Serrentino ressalta, porém, alguns desafios nessa transição. “Os shoppings precisam gravitar menos em torno do tijolo e mais no entorno do cliente”, diz. Ele entende que, no Brasil, essas empresas ainda investem pouco na captura de dados dos frequentadores e no uso dessas informações para desenvolver iniciativas em parceria com os varejistas e em um escopo mais amplo de ofertas.
No mercado global, ele cita como bom exemplo dessa abordagem o grupo chinês Suning, que integra em uma única plataforma negócios como shoppings, meios de pagamento, incorporação e varejo.
“Ao mesmo tempo, essa transformação digital vai exigir que as administradoras repensem outros aspectos”, afirma. “Em particular, o fato de que essas novas modalidades de venda não cabem mais nas relações contratuais tradicionais que elas mantêm com os lojistas.”
Adesão
No caso da BRMalls, um dos fatores que estão sendo usados para ampliar a adoção do canal online por parte dos lojistas é atrelar a concessão do desconto de 100% no aluguel de abril a adesão à plataforma da Delivery Center. “Estamos levando em conta soluções que preservem o caixa e, ao mesmo tempo, impulsionem a estratégia omnichannel desses lojistas”, observou Kameyama.

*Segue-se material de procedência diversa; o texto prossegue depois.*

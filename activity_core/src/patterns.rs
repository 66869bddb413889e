//! Contract-name recognizers.
//!
//! Protocol, DEX and token-naming knowledge lives in one ordered table so new
//! protocols are a data change. Lookups are case-insensitive substring tests;
//! within a hint family the first table entry that matches any contract wins.

use serde::{Deserialize, Serialize};
use std::collections::HashMap;

/// How a token contract name encodes its symbol
#[derive(Debug, Clone, Copy, PartialEq, Eq, Serialize, Deserialize)]
pub enum TokenConvention {
    /// `token.<symbol>.<...>`: symbol is the second dot segment
    MethodPrefixed,
    /// `<symbol>-<n>.meme-cooking.near`: symbol is the hyphen prefix of the first segment
    MemeCooking,
    /// `<symbol>.tkn.near`: symbol is the first segment
    TknFactory,
    /// `<symbol>.<...>token.<...>`: symbol is the first segment
    Generic,
}

#[derive(Debug, Clone, PartialEq, Eq)]
pub enum PatternHint {
    Claim { protocol: String, icon: String },
    Dex { venue: String },
    Token(TokenConvention),
}

#[derive(Debug, Clone, PartialEq, Eq)]
pub struct ContractPattern {
    pub needle: String,
    pub hint: PatternHint,
}

impl ContractPattern {
    fn new(needle: &str, hint: PatternHint) -> Self {
        Self {
            needle: needle.to_lowercase(),
            hint,
        }
    }

    pub fn matches(&self, contract: &str) -> bool {
        contract.to_lowercase().contains(&self.needle)
    }
}

/// Icon for reward protocols without one of their own
const DEFAULT_CLAIM_ICON: &str = "🎁";

/// Display symbols for contracts whose names do not carry one
const KNOWN_SYMBOLS: &[(&str, &str)] = &[
    ("wrap.near", "wNEAR"),
    ("usdt.tether-token.near", "USDT"),
    ("dac17f958d2ee523a2206206994597c13d831ec7.factory.bridge.near", "USDT.e"),
    ("a0b86991c6218b36c1d19d4a2e9eb0ce3606eb48.factory.bridge.near", "USDC.e"),
    ("2260fac5e5542a773aa44fbcfedf7c193bc2c599.factory.bridge.near", "WBTC"),
    ("c02aaa39b223fe8d0a0e5c4f27ead9083c756cc2.factory.bridge.near", "WETH"),
    ("17208628f84f5d6ad33f0da3bbbeb27ffcb398eac501a31bd6ad2011e36133a1", "USDC"),
    ("game.hot.tg", "HOT"),
    ("meta-pool.near", "stNEAR"),
];

#[derive(Debug, Clone)]
pub struct PatternTable {
    patterns: Vec<ContractPattern>,
    wrapped_native: String,
}

impl Default for PatternTable {
    fn default() -> Self {
        Self::builtin()
    }
}

impl PatternTable {
    pub fn builtin() -> Self {
        let claim = |protocol: &str, icon: &str| PatternHint::Claim {
            protocol: protocol.to_string(),
            icon: icon.to_string(),
        };
        let dex = |venue: &str| PatternHint::Dex {
            venue: venue.to_string(),
        };

        Self {
            patterns: vec![
                ContractPattern::new("hot.tg", claim("HOT", "🔥")),
                ContractPattern::new("harvest-moon", claim("MOON", DEFAULT_CLAIM_ICON)),
                ContractPattern::new("meteor", claim("Meteor", DEFAULT_CLAIM_ICON)),
                ContractPattern::new("ref-finance", dex("Ref Finance")),
                ContractPattern::new("rhea", dex("RHEA")),
                ContractPattern::new("meme-cooking", PatternHint::Token(TokenConvention::MemeCooking)),
                ContractPattern::new(".tkn.", PatternHint::Token(TokenConvention::TknFactory)),
                ContractPattern::new("token.", PatternHint::Token(TokenConvention::Generic)),
            ],
            wrapped_native: "wrap.near".to_string(),
        }
    }

    pub fn with_wrapped_native(mut self, contract: &str) -> Self {
        self.wrapped_native = contract.to_lowercase();
        self
    }

    /// Add a reward protocol after the existing ones
    pub fn with_claim(self, needle: &str, protocol: &str) -> Self {
        self.insert_after_family(ContractPattern::new(
            needle,
            PatternHint::Claim {
                protocol: protocol.to_string(),
                icon: DEFAULT_CLAIM_ICON.to_string(),
            },
        ))
    }

    /// Add a DEX after the existing ones
    pub fn with_dex(self, needle: &str, venue: &str) -> Self {
        self.insert_after_family(ContractPattern::new(
            needle,
            PatternHint::Dex {
                venue: venue.to_string(),
            },
        ))
    }

    /// Extra claim and DEX patterns, inserted in needle order so runs are reproducible
    pub fn with_extra(
        self,
        claims: &HashMap<String, String>,
        dexes: &HashMap<String, String>,
    ) -> Self {
        let mut claims: Vec<_> = claims.iter().collect();
        claims.sort();
        let mut dexes: Vec<_> = dexes.iter().collect();
        dexes.sort();

        let table = claims
            .into_iter()
            .fold(self, |table, (needle, protocol)| table.with_claim(needle, protocol));
        dexes
            .into_iter()
            .fold(table, |table, (needle, venue)| table.with_dex(needle, venue))
    }

    fn insert_after_family(mut self, pattern: ContractPattern) -> Self {
        let same_family = |existing: &ContractPattern| {
            std::mem::discriminant(&existing.hint) == std::mem::discriminant(&pattern.hint)
        };
        let position = self
            .patterns
            .iter()
            .rposition(same_family)
            .map(|index| index + 1)
            .unwrap_or(self.patterns.len());
        self.patterns.insert(position, pattern);
        self
    }

    pub fn patterns(&self) -> &[ContractPattern] {
        &self.patterns
    }

    pub fn wrapped_native(&self) -> &str {
        &self.wrapped_native
    }

    pub fn is_wrapped_native(&self, contract: &str) -> bool {
        contract.eq_ignore_ascii_case(&self.wrapped_native)
    }

    /// Protocol and icon of the first claim pattern matched by any contract
    pub fn claim_protocol(&self, contracts: &[String]) -> Option<(&str, &str)> {
        self.patterns.iter().find_map(|pattern| match &pattern.hint {
            PatternHint::Claim { protocol, icon } if contracts.iter().any(|c| pattern.matches(c)) => {
                Some((protocol.as_str(), icon.as_str()))
            }
            _ => None,
        })
    }

    /// Venue of the first DEX pattern matched by any contract
    pub fn dex_venue(&self, contracts: &[String]) -> Option<&str> {
        self.patterns.iter().find_map(|pattern| match &pattern.hint {
            PatternHint::Dex { venue } if contracts.iter().any(|c| pattern.matches(c)) => {
                Some(venue.as_str())
            }
            _ => None,
        })
    }

    /// Naming convention of a single contract, if it looks like a token
    pub fn token_convention(&self, contract: &str) -> Option<TokenConvention> {
        let convention = self.patterns.iter().find_map(|pattern| match pattern.hint {
            PatternHint::Token(convention) if pattern.matches(contract) => Some(convention),
            _ => None,
        })?;

        let lower = contract.to_lowercase();
        let segments: Vec<&str> = lower.split('.').collect();
        if segments[0] == "token" && segments.len() >= 3 {
            return Some(TokenConvention::MethodPrefixed);
        }
        Some(convention)
    }

    /// First contract (in the given order) that follows a token naming convention
    pub fn token_contract<'a>(
        &self,
        contracts: &'a [String],
    ) -> Option<(&'a str, TokenConvention)> {
        contracts.iter().find_map(|contract| {
            self.token_convention(contract)
                .map(|convention| (contract.as_str(), convention))
        })
    }

    /// Display symbol for any contract: known symbol, naming convention, or first segment
    pub fn symbol_for(&self, contract: &str) -> String {
        let lower = contract.to_lowercase();
        if let Some((_, symbol)) = KNOWN_SYMBOLS.iter().find(|(known, _)| *known == lower) {
            return symbol.to_string();
        }

        match self.token_convention(contract) {
            Some(convention) => token_symbol(contract, convention),
            None => first_segment(contract).to_uppercase(),
        }
    }
}

fn first_segment(contract: &str) -> &str {
    contract.split('.').next().unwrap_or(contract)
}

/// Symbol a naming convention implies for a contract
pub fn token_symbol(contract: &str, convention: TokenConvention) -> String {
    let segments: Vec<&str> = contract.split('.').collect();
    let symbol = match convention {
        TokenConvention::MethodPrefixed => segments.get(1).copied().unwrap_or(segments[0]),
        TokenConvention::MemeCooking => segments[0].split('-').next().unwrap_or(segments[0]),
        TokenConvention::TknFactory | TokenConvention::Generic => segments[0],
    };

    if symbol.is_empty() {
        "TOKEN".to_string()
    } else {
        symbol.to_uppercase()
    }
}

O pacote incluiu outras medidas. Em março, a BRMalls concedeu 50% de desconto no valor do aluguel para os lojistas adimplentes e postergou o pagamento dos 50% restantes para fevereiro de 2021. No período, o condomínio teve uma redução média de 25%. Já o fundo de promoção também foi adiado para fevereiro do ano que vem.
Entre outras medidas de apoio aos lojistas, a BRMalls negociou a oferta de uma linha de crédito de R$ 300 milhões com o Banco Inter, com condições especiais para os varejistas
Entre outras medidas de apoio aos lojistas, a administradora negociou a oferta de uma linha de crédito de R$ 300 milhões com o Banco Inter, com condições especiais para os varejistas. E tem realizado uma série de mentorias e webinars voltada a esses parceiros, com a participação de seus executivos e de especialistas da Endeavor.
Do ponto de vista do caixa da própria administradora, Kameyama ressaltou que, apesar de uma posição confortável, a BRMalls acessou duas novas linhas de financiamento em março e abril. A primeira delas, com o Itaú Unibanco, no valor de R$ 300 milhões, e a segunda com o Bradesco, de R$ 400 milhões. “Com isso, temos cerca de R$ 1,23 bilhão em caixa, sem considerar a geração de caixa de abril”, afirmou.
O executivo também deu indicadores sobre as primeiras semanas de reabertura de dois shoppings de seu portfólio, o Iguatemi, de Caxias do Sul (RS), e o Shopping Campo Grande (MS). Nos dois empreendimentos, o índice de lojistas que já estão em operação é de 85% e está subindo gradativamente.
Já o fluxo de veículos na primeira semana de operação girou entre 60% e 85% do volume pré-pandemia, enquanto as vendas ficaram em 50% na mesma base de comparação. “Nosso foco agora é higiene máxima e zero aglomerações", disse o executivo. “Estamos menos preocupados com as vendas nesse momento. Essa retomada vai ser gradual.”